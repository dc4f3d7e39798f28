//! Workload API client.
//!
//! [`WorkloadApiClient`] is a thin facade over the generated gRPC client. It
//! offers one-shot fetches and long-lived bundle streams, and nothing else:
//! no caching, no retries. [`IdentitySource`](crate::source::IdentitySource)
//! layers those on top.
//!
//! Clones share one channel. [`WorkloadApiClient::close`] on any clone
//! releases the channel, fails blocked calls and terminates open streams.

mod header;
mod jwt;
mod x509;

use std::fmt;
use std::future::Future;
use std::pin::Pin;
use std::sync::Arc;

use arc_swap::ArcSwapOption;
use futures::{Stream, StreamExt as _};
use tokio_util::sync::CancellationToken;
use tonic::service::interceptor::InterceptedService;
use tonic::transport::Channel;

use crate::bundle::BundleSet;
use crate::transport::{self, Endpoint};
use crate::workload_api::pb::spiffe_workload_api_client::SpiffeWorkloadApiClient;
use crate::workload_api::{endpoint_from_env, WorkloadApiError};
use header::MetadataAdder;

type GrpcClient = SpiffeWorkloadApiClient<InterceptedService<Channel, MetadataAdder>>;

/// A stream of bundle set updates.
///
/// The stream never ends silently: a remote close yields
/// [`WorkloadApiError::StreamEnded`], a client close yields
/// [`WorkloadApiError::Closed`], and any error is the last item.
pub type BundleStream<B> =
    Pin<Box<dyn Stream<Item = Result<BundleSet<B>, WorkloadApiError>> + Send + 'static>>;

/// Client for the SPIFFE Workload API.
#[derive(Clone)]
pub struct WorkloadApiClient {
    shared: Arc<Shared>,
}

struct Shared {
    endpoint: Option<Endpoint>,
    grpc: ArcSwapOption<GrpcClient>,
    closed: CancellationToken,
}

impl fmt::Debug for WorkloadApiClient {
    fn fmt(&self, f: &mut fmt::Formatter<'_>) -> fmt::Result {
        f.debug_struct("WorkloadApiClient")
            .field("endpoint", &self.shared.endpoint)
            .field("closed", &self.is_closed())
            .finish()
    }
}

impl WorkloadApiClient {
    /// Connects to `endpoint`.
    ///
    /// # Errors
    ///
    /// Returns [`WorkloadApiError::Unavailable`] if the connection fails.
    pub async fn connect(endpoint: Endpoint) -> Result<Self, WorkloadApiError> {
        let channel = transport::connect(&endpoint).await?;
        Ok(Self::from_parts(Some(endpoint), channel))
    }

    /// Parses `endpoint` (e.g. `unix:///tmp/agent.sock`) and connects to it.
    ///
    /// # Errors
    ///
    /// Returns [`WorkloadApiError::Endpoint`] for a malformed address, or
    /// [`WorkloadApiError::Unavailable`] if the connection fails.
    pub async fn connect_to(endpoint: impl AsRef<str>) -> Result<Self, WorkloadApiError> {
        Self::connect(Endpoint::parse(endpoint.as_ref())?).await
    }

    /// Connects to the address in `SPIFFE_ENDPOINT_SOCKET`.
    ///
    /// # Errors
    ///
    /// Returns [`WorkloadApiError::MissingEndpointSocket`] if the variable is
    /// unset, otherwise as [`WorkloadApiClient::connect_to`].
    pub async fn connect_env() -> Result<Self, WorkloadApiError> {
        Self::connect(endpoint_from_env()?).await
    }

    /// Wraps an existing channel, e.g. one with custom timeouts or TLS.
    pub fn from_channel(channel: Channel) -> Self {
        Self::from_parts(None, channel)
    }

    fn from_parts(endpoint: Option<Endpoint>, channel: Channel) -> Self {
        let grpc = SpiffeWorkloadApiClient::with_interceptor(channel, MetadataAdder);
        Self {
            shared: Arc::new(Shared {
                endpoint,
                grpc: ArcSwapOption::from_pointee(grpc),
                closed: CancellationToken::new(),
            }),
        }
    }

    /// The endpoint this client connected to, if it was built from one.
    pub fn endpoint(&self) -> Option<&Endpoint> {
        self.shared.endpoint.as_ref()
    }

    /// Releases the channel. Idempotent.
    ///
    /// Blocked calls fail with [`WorkloadApiError::Closed`], open streams
    /// yield it as their final item, and later calls fail with it without
    /// touching the network.
    pub fn close(&self) {
        self.shared.closed.cancel();
        self.shared.grpc.store(None);
    }

    /// Whether [`WorkloadApiClient::close`] has been called on any clone.
    pub fn is_closed(&self) -> bool {
        self.shared.closed.is_cancelled()
    }

    fn grpc(&self) -> Result<GrpcClient, WorkloadApiError> {
        if self.is_closed() {
            return Err(WorkloadApiError::Closed);
        }
        self.shared
            .grpc
            .load_full()
            .map(|grpc| GrpcClient::clone(&grpc))
            .ok_or(WorkloadApiError::Closed)
    }

    /// Runs `call`, failing with `Closed` as soon as the client is closed.
    async fn guarded<T, F>(&self, call: F) -> Result<T, WorkloadApiError>
    where
        F: Future<Output = Result<T, WorkloadApiError>>,
    {
        tokio::select! {
            biased;
            () = self.shared.closed.cancelled() => Err(WorkloadApiError::Closed),
            result = call => result,
        }
    }

    async fn first_message<T>(mut messages: tonic::Streaming<T>) -> Result<T, WorkloadApiError> {
        messages
            .message()
            .await?
            .ok_or_else(|| crate::workload_api::ProtocolError::EmptyResponse.into())
    }

    /// Turns decoded gRPC messages into a stream that always ends with an error item.
    fn terminating<T, S>(
        &self,
        messages: S,
    ) -> Pin<Box<dyn Stream<Item = Result<T, WorkloadApiError>> + Send + 'static>>
    where
        T: Send + 'static,
        S: Stream<Item = Result<T, WorkloadApiError>> + Send + 'static,
    {
        let state = Some((Box::pin(messages), self.shared.closed.clone()));
        Box::pin(futures::stream::unfold(state, |state| async move {
            let (mut messages, closed) = state?;
            let next = tokio::select! {
                biased;
                () = closed.cancelled() => None,
                item = messages.next() => Some(item),
            };
            match next {
                Some(Some(Ok(item))) => Some((Ok(item), Some((messages, closed)))),
                Some(Some(Err(err))) => Some((Err(err), None)),
                Some(None) => Some((Err(WorkloadApiError::StreamEnded), None)),
                None => Some((Err(WorkloadApiError::Closed), None)),
            }
        }))
    }
}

**WHAT THIS TASK INVOLVES**.
Transcribe the full listing above without leaving anything out.

**THE ANSWER**.
repository dc4f3d7e39798f28
//! Workload API client.
//!
//! [`WorkloadApiClient`] is a thin facade over the generated gRPC client. It
//! offers one-shot fetches and long-lived bundle streams, and nothing else:
//! no caching, no retries. [`IdentitySource`](crate::source::IdentitySource)
//! layers those on top.
//!
//! Clones share one channel. [`WorkloadApiClient::close`] on any clone
//! releases the channel, fails blocked calls and terminates open streams.

mod header;
mod jwt;
mod x509;

use std::fmt;
use std::future::Future;
use std::pin::Pin;
use std::sync::Arc;

use arc_swap::ArcSwapOption;
use futures::{Stream, StreamExt as _};
use tokio_util::sync::CancellationToken;
use tonic::service::interceptor::InterceptedService;
use tonic::transport::Channel;

use crate::bundle::BundleSet;
use crate::transport::{self, Endpoint};
use crate::workload_api::pb::spiffe_workload_api_client::SpiffeWorkloadApiClient;
use crate::workload_api::{endpoint_from_env, WorkloadApiError};
use header::MetadataAdder;

type GrpcClient = SpiffeWorkloadApiClient<InterceptedService<Channel, MetadataAdder>>;

/// A stream of bundle set updates.
///
/// The stream never ends silently: a remote close yields
/// [`WorkloadApiError::StreamEnded`], a client close yields
/// [`WorkloadApiError::Closed`], and any error is the last item.
pub type BundleStream<B> =
    Pin<Box<dyn Stream<Item = Result<BundleSet<B>, WorkloadApiError>> + Send + 'static>>;

/// Client for the SPIFFE Workload API.
#[derive(Clone)]
pub struct WorkloadApiClient {
    shared: Arc<Shared>,
}

struct Shared {
    endpoint: Option<Endpoint>,
    grpc: ArcSwapOption<GrpcClient>,
    closed: CancellationToken,
}

impl fmt::Debug for WorkloadApiClient {
    fn fmt(&self, f: &mut fmt::Formatter<'_>) -> fmt::Result {
        f.debug_struct("WorkloadApiClient")
            .field("endpoint", &self.shared.endpoint)
            .field("closed", &self.is_closed())
            .finish()
    }
}

impl WorkloadApiClient {
    /// Connects to `endpoint`.
    ///
    /// # Errors
    ///
    /// Returns [`WorkloadApiError::Unavailable`] if the connection fails.
    pub async fn connect(endpoint: Endpoint) -> Result<Self, WorkloadApiError> {
        let channel = transport::connect(&endpoint).await?;
        Ok(Self::from_parts(Some(endpoint), channel))
    }

    /// Parses `endpoint` (e.g. `unix:///tmp/agent.sock`) and connects to it.
    ///
    /// # Errors
    ///
    /// Returns [`WorkloadApiError::Endpoint`] for a malformed address, or
    /// [`WorkloadApiError::Unavailable`] if the connection fails.
    pub async fn connect_to(endpoint: impl AsRef<str>) -> Result<Self, WorkloadApiError> {
        Self::connect(Endpoint::parse(endpoint.as_ref())?).await
    }

    /// Connects to the address in `SPIFFE_ENDPOINT_SOCKET`.
    ///
    /// # Errors
    ///
    /// Returns [`WorkloadApiError::MissingEndpointSocket`] if the variable is
    /// unset, otherwise as [`WorkloadApiClient::connect_to`].
    pub async fn connect_env() -> Result<Self, WorkloadApiError> {
        Self::connect(endpoint_from_env()?).await
    }

    /// Wraps an existing channel, e.g. one with custom timeouts or TLS.
    pub fn from_channel(channel: Channel) -> Self {
        Self::from_parts(None, channel)
    }

    fn from_parts(endpoint: Option<Endpoint>, channel: Channel) -> Self {
        let grpc = SpiffeWorkloadApiClient::with_interceptor(channel, MetadataAdder);
        Self {
            shared: Arc::new(Shared {
                endpoint,
                grpc: ArcSwapOption::from_pointee(grpc),
                closed: CancellationToken::new(),
            }),
        }
    }

    /// The endpoint this client connected to, if it was built from one.
    pub fn endpoint(&self) -> Option<&Endpoint> {
        self.shared.endpoint.as_ref()
    }

    /// Releases the channel. Idempotent.
    ///
    /// Blocked calls fail with [`WorkloadApiError::Closed`], open streams
    /// yield it as their final item, and later calls fail with it without
    /// touching the network.
    pub fn close(&self) {
        self.shared.closed.cancel();
        self.shared.grpc.store(None);
    }

    /// Whether [`WorkloadApiClient::close`] has been called on any clone.
    pub fn is_closed(&self) -> bool {
        self.shared.closed.is_cancelled()
    }

    fn grpc(&self) -> Result<GrpcClient, WorkloadApiError> {
        if self.is_closed() {
            return Err(WorkloadApiError::Closed);
        }
        self.shared
            .grpc
            .load_full()
            .map(|grpc| GrpcClient::clone(&grpc))
            .ok_or(WorkloadApiError::Closed)
    }

    /// Runs `call`, failing with `Closed` as soon as the client is closed.
    async fn guarded<T, F>(&self, call: F) -> Result<T, WorkloadApiError>
    where
        F: Future<Output = Result<T, WorkloadApiError>>,
    {
        tokio::select! {
            biased;
            () = self.shared.closed.cancelled() => Err(WorkloadApiError::Closed),
            result = call => result,
        }
    }

    async fn first_message<T>(mut messages: tonic::Streaming<T>) -> Result<T, WorkloadApiError> {
        messages
            .message()
            .await?
            .ok_or_else(|| crate::workload_api::ProtocolError::EmptyResponse.into())
    }

    /// Turns decoded gRPC messages into a stream that always ends with an error item.
    fn terminating<T, S>(
        &self,
        messages: S,
    ) -> Pin<Box<dyn Stream<Item = Result<T, WorkloadApiError>> + Send + 'static>>
    where
        T: Send + 'static,
        S: Stream<Item = Result<T, WorkloadApiError>> + Send + 'static,
    {
        let state = Some((Box::pin(messages), self.shared.closed.clone()));
        Box::pin(futures::stream::unfold(state, |state| async move {
            let (mut messages, closed) = state?;
            let next = tokio::select! {
                biased;
                () = closed.cancelled() => None,
                item = messages.next() => Some(item),
            };
            match next {
                Some(Some(Ok(item))) => Some((Ok(item), Some((messages, closed)))),
                Some(Some(Err(err))) => Some((Err(err), None)),
                Some(None) => Some((Err(WorkloadApiError::StreamEnded), None)),
                None => Some((Err(WorkloadApiError::Closed), None)),
            }
        }))
    }
}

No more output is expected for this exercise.